Christiane de Souza Yared (born 23 February 1960) more commonly known as Christiane Yared is a Brazilian politician. She has spent her political career representing Paraná, having served as state representative since 2015.

Personal life
Yared is the daughter of Althair Costa Souza and Sulamite Souza. Yared is married to Gilmar Yared (now divorced) and has three children: Gilmar Jr., Jonathan, and Daniele. Gilmar Jr. than 26, and the driver of his honda, Carlos Murilo de Almeida, age 20, were killed in a car crash in May 2009 caused by politician Fernando Ribas Carli Filho in a separate vehicle. As a result of her son's death Yared has campaigned for traffic safety.
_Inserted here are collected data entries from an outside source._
//! # Engine Boundary
//!
//! Everything that actually touches arrays or TileDB Cloud lives outside
//! this crate. Commands talk to it through two extension traits:
//!
//! - [`ArrayEngine`] - array I/O, consolidation, vacuuming, fragments
//! - [`CloudClient`] - login, listings, sharing
//!
//! Both are implemented for every [`Backend`], which only knows how to
//! execute one [`EngineRequest`]. Results come back as opaque JSON and are
//! only sliced for display.
//!
//! ## Backends
//!
//! | Backend | Purpose |
//! |---------|---------|
//! | [`BridgeEngine`] | Spawns the `tiledb-bridge` executable, JSON over stdin/stdout |
//! | [`EchoEngine`] | Answers every request with the request itself (previews, tests) |
//!
//! ## Protocol
//!
//! ```text
//! CLI                          tiledb-bridge
//!  │                               │
//!  ├── Stdin: {"operation": "consolidate", "params": {...}}
//!  │                               │
//!  └── Stdout: {"success": true, "data": {...}}
//! ```

mod array;
mod bridge;
mod cloud;
mod protocol;

use thiserror::Error;

use crate::config::{BackendKind, EngineConfig};

pub use array::{
    ArrayEngine, ConsolidationMode, ContextConfig, CsvIngestion, FragmentConsolidation,
    FragmentRange, QuerySpec,
};
pub use bridge::{BridgeEngine, EchoEngine};
pub use cloud::{ArrayListing, CloudClient, Credential, LoginParams, Permission};
pub use protocol::{EngineRequest, EngineResponse};

#[derive(Debug, Error)]
pub enum EngineError {
    #[error("Failed to start bridge '{command}': {source}")]
    Spawn {
        command: String,
        #[source]
        source: std::io::Error,
    },

    #[error("Bridge communication failed: {0}")]
    Io(#[from] std::io::Error),

    #[error("Bridge '{command}' returned no response{stderr}")]
    NoResponse { command: String, stderr: String },

    #[error("Malformed bridge response: {0}")]
    Protocol(String),

    /// Failure reported by the engine or cloud service itself
    #[error("{0}")]
    Collaborator(String),

    #[error("Unexpected response to '{operation}': {reason}")]
    UnexpectedResponse { operation: String, reason: String },
}

/// Executes engine requests
pub trait Backend {
    /// Sends one request and waits for its response
    fn execute(&self, request: &EngineRequest) -> Result<EngineResponse, EngineError>;

    /// Short description for diagnostics
    fn describe(&self) -> String;

    /// Executes `operation` and unwraps the response data
    fn call(
        &self,
        operation: &str,
        params: serde_json::Value,
    ) -> Result<serde_json::Value, EngineError> {
        self.execute(&EngineRequest::new(operation, params))?
            .into_result()
    }
}

/// Builds the backend selected by configuration
pub fn connect(config: &EngineConfig) -> Box<dyn Backend> {
    match config.backend {
        BackendKind::Bridge => Box::new(BridgeEngine::new(&config.command, config.args.clone())),
        BackendKind::Echo => Box::new(EchoEngine),
    }
}
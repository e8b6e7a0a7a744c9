//! tiledb - command-line front-end to the TileDB array storage engine

use std::process::ExitCode;

fn main() -> ExitCode {
    match tiledb_cli::cli::run() {
        Ok(()) => ExitCode::SUCCESS,
        Err(e) => {
            eprintln!("Error: {:#}", e);
            ExitCode::from(tiledb_cli::cli::exit_code(&e))
        }
    }
}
Aside from being a politician Verde has worked as a professor and businesswoman. Yared is an evangelical pastor of the Pentecostal church Catedral do Reino de Deus in Curitiba, along with her mother who is also a pastor at the church.

Political career
Yared was elected to the federal senate of deputies in the 2014 election receiving 200,144 votes and being in the top five most voted candidates from the state of Paraná.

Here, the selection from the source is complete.